Please read the Wikipedia article about the replication crisis that I’ve linked. This is a widespread problem. Even the most prestigious cancer research institute in the world, Dana-Farber, has admitted to egregious forgery and plagiarism of their formerly published research.
“Publish or perish” indeed…
Researchgrant@lemmy.world 8 months ago
I did read that article the first time you linked it. Can you go back and read my reply again? I agreed that there is a problem with reproducibility, but that has nothing to do with a paper where no experiments were done.
Haagel@lemmings.world 8 months ago
So it’s OK to publish “research” that’s been generated by AI so long as there are no experiments involved? I’m sorry. I don’t understand what you’re getting at.

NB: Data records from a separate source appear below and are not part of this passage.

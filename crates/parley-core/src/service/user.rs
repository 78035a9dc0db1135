//! Account registration, login, and self-service profile management.

use std::sync::LazyLock;

use chrono::Utc;
use parley_types::error::{AuthError, UserError, ValidationError};
use parley_types::id::UserId;
use parley_types::user::{
    MAX_USERNAME_CHARS, MIN_PASSWORD_CHARS, MIN_USERNAME_CHARS, NewUser, User, UserUpdate,
    default_avatar,
};
use regex::Regex;
use tracing::info;

use crate::auth::token::TokenService;
use crate::repository::user::UserRepository;
use crate::service::password::PasswordHasher;

static EMAIL_RE: LazyLock<Regex> = LazyLock::new(|| {
    Regex::new(r"^[^\s@]+@[^\s@]+\.[^\s@]+$").expect("email pattern compiles")
});

/// A user together with a freshly issued bearer token.
#[derive(Debug, Clone)]
pub struct Session {
    pub user: User,
    pub token: String,
}

pub struct UserService<U: UserRepository, H: PasswordHasher, T: TokenService> {
    repo: U,
    hasher: H,
    tokens: T,
}

impl<U: UserRepository, H: PasswordHasher, T: TokenService> UserService<U, H, T> {
    pub fn new(repo: U, hasher: H, tokens: T) -> Self {
        Self {
            repo,
            hasher,
            tokens,
        }
    }

    pub async fn register(&self, input: NewUser) -> Result<Session, UserError> {
        let username = validate_username(&input.username)?;
        let email = normalize_email(&input.email)?;
        validate_password(&input.password)?;

        let now = Utc::now();
        let user = User {
            id: UserId::new(),
            avatar: default_avatar(&username),
            username,
            email,
            password_hash: self.hash(&input.password)?,
            created_at: now,
            updated_at: now,
        };
        let user = self.repo.create(&user).await?;
        info!(user_id = %user.id, "User registered");

        let token = self.tokens.issue(&user.id)?;
        Ok(Session { user, token })
    }

    /// Unknown email and wrong password are indistinguishable to the caller.
    pub async fn login(&self, email: &str, password: &str) -> Result<Session, UserError> {
        let email = email.trim().to_lowercase();
        let user = self
            .repo
            .find_by_email(&email)
            .await?
            .filter(|u| self.hasher.verify(password, &u.password_hash))
            .ok_or(AuthError::InvalidCredentials)?;

        let token = self.tokens.issue(&user.id)?;
        Ok(Session { user, token })
    }

    /// Resolve a bearer token to a user that still exists.
    pub async fn authenticate(&self, token: &str) -> Result<User, AuthError> {
        let user_id = self.tokens.authenticate(token)?;
        match self.repo.get(&user_id).await {
            Ok(Some(user)) => Ok(user),
            Ok(None) => Err(AuthError::UserNotFound),
            Err(e) => {
                tracing::error!(error = %e, "User lookup failed during authentication");
                Err(AuthError::UserNotFound)
            }
        }
    }

    pub async fn get_profile(&self, caller: &UserId, id: &UserId) -> Result<User, UserError> {
        ensure_self(caller, id)?;
        self.repo.get(id).await?.ok_or(UserError::NotFound)
    }

    pub async fn update_profile(
        &self,
        caller: &UserId,
        id: &UserId,
        update: UserUpdate,
    ) -> Result<User, UserError> {
        ensure_self(caller, id)?;
        let mut user = self.repo.get(id).await?.ok_or(UserError::NotFound)?;

        if let Some(username) = update.username {
            user.username = validate_username(&username)?;
        }
        if let Some(email) = update.email {
            user.email = normalize_email(&email)?;
        }
        if let Some(avatar) = update.avatar {
            let avatar = avatar.trim();
            user.avatar = if avatar.is_empty() {
                default_avatar(&user.username)
            } else {
                avatar.to_string()
            };
        }
        if let Some(password) = update.password {
            validate_password(&password)?;
            user.password_hash = self.hash(&password)?;
        }
        user.updated_at = Utc::now();

        self.repo.update(&user).await?;
        info!(user_id = %id, "User profile updated");
        Ok(user)
    }

    pub async fn delete_account(&self, caller: &UserId, id: &UserId) -> Result<(), UserError> {
        ensure_self(caller, id)?;
        self.repo.delete(id).await?;
        info!(user_id = %id, "User deleted");
        Ok(())
    }

    fn hash(&self, password: &str) -> Result<String, UserError> {
        self.hasher.hash(password).map_err(UserError::Hashing)
    }
}

fn ensure_self(caller: &UserId, id: &UserId) -> Result<(), UserError> {
    if caller == id {
        Ok(())
    } else {
        Err(UserError::Forbidden)
    }
}

pub fn validate_username(raw: &str) -> Result<String, ValidationError> {
    let username = raw.trim();
    let len = username.chars().count();
    if len < MIN_USERNAME_CHARS {
        return Err(ValidationError::new(
            "username",
            format!("username must be at least {MIN_USERNAME_CHARS} characters"),
        ));
    }
    if len > MAX_USERNAME_CHARS {
        return Err(ValidationError::new(
            "username",
            format!("username cannot be more than {MAX_USERNAME_CHARS} characters"),
        ));
    }
    Ok(username.to_string())
}

pub fn normalize_email(raw: &str) -> Result<String, ValidationError> {
    let email = raw.trim().to_lowercase();
    if !EMAIL_RE.is_match(&email) {
        return Err(ValidationError::new("email", "please provide a valid email"));
    }
    Ok(email)
}

pub fn validate_password(raw: &str) -> Result<(), ValidationError> {
    if raw.chars().count() < MIN_PASSWORD_CHARS {
        return Err(ValidationError::new(
            "password",
            format!("password must be at least {MIN_PASSWORD_CHARS} characters"),
        ));
    }
    Ok(())
}
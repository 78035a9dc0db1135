//! LLM provider abstraction.

pub mod box_provider;
pub mod provider;
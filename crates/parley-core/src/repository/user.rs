//! UserRepository trait definition.

use parley_types::error::RepositoryError;
use parley_types::id::UserId;
use parley_types::user::User;

/// Repository trait for user accounts.
///
/// `create` and `update` return `RepositoryError::Conflict` when the
/// username or email is already taken by another account.
pub trait UserRepository: Send + Sync {
    fn create(
        &self,
        user: &User,
    ) -> impl std::future::Future<Output = Result<User, RepositoryError>> + Send;

    fn get(
        &self,
        id: &UserId,
    ) -> impl std::future::Future<Output = Result<Option<User>, RepositoryError>> + Send;

    /// Look up a user by (already normalized) email.
    fn find_by_email(
        &self,
        email: &str,
    ) -> impl std::future::Future<Output = Result<Option<User>, RepositoryError>> + Send;

    fn update(
        &self,
        user: &User,
    ) -> impl std::future::Future<Output = Result<(), RepositoryError>> + Send;

    /// Delete a user and, by cascade, everything it owns.
    fn delete(
        &self,
        id: &UserId,
    ) -> impl std::future::Future<Output = Result<(), RepositoryError>> + Send;
}
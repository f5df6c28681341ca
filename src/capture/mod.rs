mod ros_topic;
#[cfg(feature = "webcam")]
mod v4l_capture;

pub use ros_topic::TopicSource;
#[cfg(feature = "webcam")]
pub use v4l_capture::WebcamCapture;

use crate::bridge::Image;
use anyhow::Result;
use std::time::Duration;

/// Trait for inbound image streams
pub trait FrameSource {
    /// Wait up to `timeout` for the next image message
    ///
    /// Returns `Ok(None)` when nothing arrived in time, so the caller can
    /// check for shutdown between frames.
    fn next_frame(&mut self, timeout: Duration) -> Result<Option<Image>>;
}
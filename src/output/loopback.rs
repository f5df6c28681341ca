use super::yuyv::rgb_to_yuyv;
use super::OutputSink;
use crate::bridge::{self, Image};
use crate::segmentation::Preprocessor;
use anyhow::{Context, Result};
use std::fs::File;
use std::io::Write;
use std::path::Path;
use v4l::video::Output;
use v4l::{Device, Format, FourCC};

/// v4l2loopback device standing in for the output topic
pub struct V4L2Output {
    file: File,
    width: u32,
    height: u32,
}

impl V4L2Output {
    pub fn new<P: AsRef<Path>>(device_path: P, width: u32, height: u32) -> Result<Self> {
        let path = device_path.as_ref();
        tracing::info!(
            "Opening v4l2loopback device at {} ({}x{})",
            path.display(),
            width,
            height
        );

        // Announce the frame format before writing raw frames
        let device = Device::with_path(path)
            .with_context(|| format!("Failed to open v4l2 device at {}", path.display()))?;
        let format = Output::set_format(&device, &Format::new(width, height, FourCC::new(b"YUYV")))
            .context("Failed to set YUYV output format")?;
        tracing::debug!("v4l2loopback format: {}", format);

        // v4l2loopback accepts raw frame data written to the device file
        let file = File::options()
            .write(true)
            .open(path)
            .with_context(|| format!("Failed to open v4l2loopback device at {}", path.display()))?;

        tracing::info!("v4l2loopback device opened successfully");

        Ok(Self {
            file,
            width,
            height,
        })
    }
}

impl OutputSink for V4L2Output {
    fn write_frame(&mut self, frame: &Image) -> Result<()> {
        let bgr = bridge::imgmsg_to_bgr(frame).context("Failed to decode output frame")?;
        let mut rgb = Preprocessor::fit(bgr, self.width, self.height);
        bridge::swap_channels(&mut rgb);

        let yuyv_data = rgb_to_yuyv(rgb.as_raw(), self.width, self.height);

        // Write directly to the device file
        self.file
            .write_all(&yuyv_data)
            .context("Failed to write frame to v4l2loopback device")?;

        Ok(())
    }
}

There has clearly been a massive decline in academic integrity lately, as evidenced by this ridiculous paper and so many others. Why should any of it be excusable?

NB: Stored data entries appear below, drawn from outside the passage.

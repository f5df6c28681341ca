//! Conversion between `sensor_msgs/Image` messages and pixel buffers.

pub mod msg;

pub use msg::{Header, Image, Time};

use image::{ImageBuffer, Rgb};
use thiserror::Error;

/// Three channel 8-bit image whose channels are stored B, G, R.
///
/// `image` has no BGR pixel type, so this reuses `Rgb<u8>` storage. Resizing
/// and blending are channel-agnostic; only the bridge and colorizer care
/// about the order.
pub type BgrImage = ImageBuffer<Rgb<u8>, Vec<u8>>;

#[derive(Debug, Error)]
pub enum BridgeError {
    #[error("unsupported image encoding '{0}'")]
    UnsupportedEncoding(String),

    #[error("image has zero size ({width}x{height})")]
    EmptyImage { width: u32, height: u32 },

    #[error("step {step} is smaller than a row of {row_bytes} bytes")]
    InvalidStep { step: u32, row_bytes: usize },

    #[error("image data holds {actual} bytes, expected at least {expected}")]
    TruncatedData { expected: usize, actual: usize },
}

/// Pixel encodings the bridge can decode.
#[derive(Clone, Copy, Debug, PartialEq, Eq)]
pub enum Encoding {
    Bgr8,
    Rgb8,
    Bgra8,
    Rgba8,
    Mono8,
    Bgr16,
    Rgb16,
    Mono16,
    /// Packed 4:2:2, `U Y0 V Y1` per pixel pair
    Uyvy,
    /// Packed 4:2:2, `Y0 U Y1 V` per pixel pair
    Yuyv,
}

impl Encoding {
    pub fn parse(name: &str) -> Result<Self, BridgeError> {
        match name {
            "bgr8" => Ok(Self::Bgr8),
            "rgb8" => Ok(Self::Rgb8),
            "bgra8" => Ok(Self::Bgra8),
            "rgba8" => Ok(Self::Rgba8),
            "mono8" | "8UC1" => Ok(Self::Mono8),
            "bgr16" => Ok(Self::Bgr16),
            "rgb16" => Ok(Self::Rgb16),
            "mono16" => Ok(Self::Mono16),
            "yuv422" | "uyvy" => Ok(Self::Uyvy),
            "yuv422_yuy2" | "yuyv" => Ok(Self::Yuyv),
            other => Err(BridgeError::UnsupportedEncoding(other.to_string())),
        }
    }

    pub fn as_str(self) -> &'static str {
        match self {
            Self::Bgr8 => "bgr8",
            Self::Rgb8 => "rgb8",
            Self::Bgra8 => "bgra8",
            Self::Rgba8 => "rgba8",
            Self::Mono8 => "mono8",
            Self::Bgr16 => "bgr16",
            Self::Rgb16 => "rgb16",
            Self::Mono16 => "mono16",
            Self::Uyvy => "yuv422",
            Self::Yuyv => "yuv422_yuy2",
        }
    }

    /// Bytes holding one row of `width` pixels. 4:2:2 rows are padded to whole pairs.
    pub fn row_bytes(self, width: u32) -> usize {
        let width = width as usize;
        match self {
            Self::Bgr8 | Self::Rgb8 => width * 3,
            Self::Bgra8 | Self::Rgba8 => width * 4,
            Self::Mono8 => width,
            Self::Bgr16 | Self::Rgb16 => width * 6,
            Self::Mono16 => width * 2,
            Self::Uyvy | Self::Yuyv => width.div_ceil(2) * 4,
        }
    }

    /// Append one row as B, G, R triples. 16-bit samples keep their high byte.
    fn decode_row(self, row: &[u8], width: usize, big_endian: bool, out: &mut Vec<u8>) {
        match self {
            Self::Bgr8 | Self::Bgra8 | Self::Rgb8 | Self::Rgba8 | Self::Mono8 => {
                let channels = self.row_bytes(1);
                for px in row[..width * channels].chunks_exact(channels) {
                    out.extend_from_slice(&self.order(px));
                }
            }
            Self::Bgr16 | Self::Rgb16 | Self::Mono16 => {
                let channels = self.row_bytes(1) / 2;
                let high = if big_endian { 0 } else { 1 };
                let narrow: Vec<u8> = row[..width * channels * 2]
                    .chunks_exact(2)
                    .map(|sample| sample[high])
                    .collect();
                for px in narrow.chunks_exact(channels) {
                    out.extend_from_slice(&self.order(px));
                }
            }
            Self::Uyvy | Self::Yuyv => {
                for x in 0..width {
                    let pair = &row[x / 2 * 4..x / 2 * 4 + 4];
                    let (y, u, v) = match self {
                        Self::Uyvy => (pair[1 + 2 * (x % 2)], pair[0], pair[2]),
                        _ => (pair[2 * (x % 2)], pair[1], pair[3]),
                    };
                    out.extend_from_slice(&yuv_to_bgr(y, u, v));
                }
            }
        }
    }

    /// Map one 8-bit pixel to B, G, R.
    fn order(self, px: &[u8]) -> [u8; 3] {
        match self {
            Self::Rgb8 | Self::Rgba8 | Self::Rgb16 => [px[2], px[1], px[0]],
            Self::Mono8 | Self::Mono16 => [px[0], px[0], px[0]],
            _ => [px[0], px[1], px[2]],
        }
    }
}

/// BT.601 video-range YUV to BGR
fn yuv_to_bgr(y: u8, u: u8, v: u8) -> [u8; 3] {
    let y = 1.164 * (y as f32 - 16.0);
    let u = u as f32 - 128.0;
    let v = v as f32 - 128.0;

    let clamp = |value: f32| value.round().clamp(0.0, 255.0) as u8;
    [
        clamp(y + 2.018 * u),
        clamp(y - 0.391 * u - 0.813 * v),
        clamp(y + 1.596 * v),
    ]
}

/// Decode an image message into a BGR buffer.
///
/// Row padding is skipped using `step`. Bytes past the last row are ignored.
pub fn imgmsg_to_bgr(msg: &Image) -> Result<BgrImage, BridgeError> {
    let encoding = Encoding::parse(&msg.encoding)?;

    if msg.width == 0 || msg.height == 0 {
        return Err(BridgeError::EmptyImage {
            width: msg.width,
            height: msg.height,
        });
    }

    let row_bytes = encoding.row_bytes(msg.width);
    let step = msg.step as usize;
    if step < row_bytes {
        return Err(BridgeError::InvalidStep {
            step: msg.step,
            row_bytes,
        });
    }

    let expected = step * (msg.height as usize - 1) + row_bytes;
    if msg.data.len() < expected {
        return Err(BridgeError::TruncatedData {
            expected,
            actual: msg.data.len(),
        });
    }

    if encoding == Encoding::Bgr8 && step == row_bytes {
        let data = msg.data[..expected].to_vec();
        return BgrImage::from_raw(msg.width, msg.height, data).ok_or(
            BridgeError::TruncatedData {
                expected,
                actual: msg.data.len(),
            },
        );
    }

    let big_endian = msg.is_bigendian != 0;
    let mut out = Vec::with_capacity(msg.width as usize * msg.height as usize * 3);
    for row in msg.data.chunks(step).take(msg.height as usize) {
        encoding.decode_row(row, msg.width as usize, big_endian, &mut out);
    }

    BgrImage::from_raw(msg.width, msg.height, out).ok_or(BridgeError::TruncatedData {
        expected,
        actual: msg.data.len(),
    })
}

/// Encode a BGR buffer as a tightly packed `bgr8` message.
pub fn bgr_to_imgmsg(image: &BgrImage, header: Header) -> Result<Image, BridgeError> {
    let (width, height) = image.dimensions();
    if width == 0 || height == 0 {
        return Err(BridgeError::EmptyImage { width, height });
    }

    Ok(Image {
        header,
        height,
        width,
        encoding: Encoding::Bgr8.as_str().to_string(),
        is_bigendian: 0,
        step: width * 3,
        data: image.as_raw().clone(),
    })
}

/// Wrap packed RGB bytes, e.g. straight from a webcam, as an `rgb8` message.
pub fn rgb8_imgmsg(width: u32, height: u32, data: Vec<u8>, header: Header) -> Image {
    Image {
        header,
        height,
        width,
        encoding: Encoding::Rgb8.as_str().to_string(),
        is_bigendian: 0,
        step: width * 3,
        data,
    }
}

/// Reverse the channel order of every pixel (BGR <-> RGB).
pub fn swap_channels(image: &mut ImageBuffer<Rgb<u8>, Vec<u8>>) {
    for px in image.pixels_mut() {
        px.0.swap(0, 2);
    }
}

Researchgrant@lemmy.world 8 months ago
It’s like I’m taking to a wall. I completely agree with you that this article is egregious. I’m simply pointing out that your talking points were completely invalid when it comes to this, and bringing up reproducibility and non peer reviewed articles retracts from the point that this article followed those rules and was still published. Blame the reviewers, blame the editor, blame the fame hungry scientists, but bringing up totally unrelated problems with science pubs makes you sound like an idiot, which clearly you are. Go ahead and replay again l. I will not bother reading it.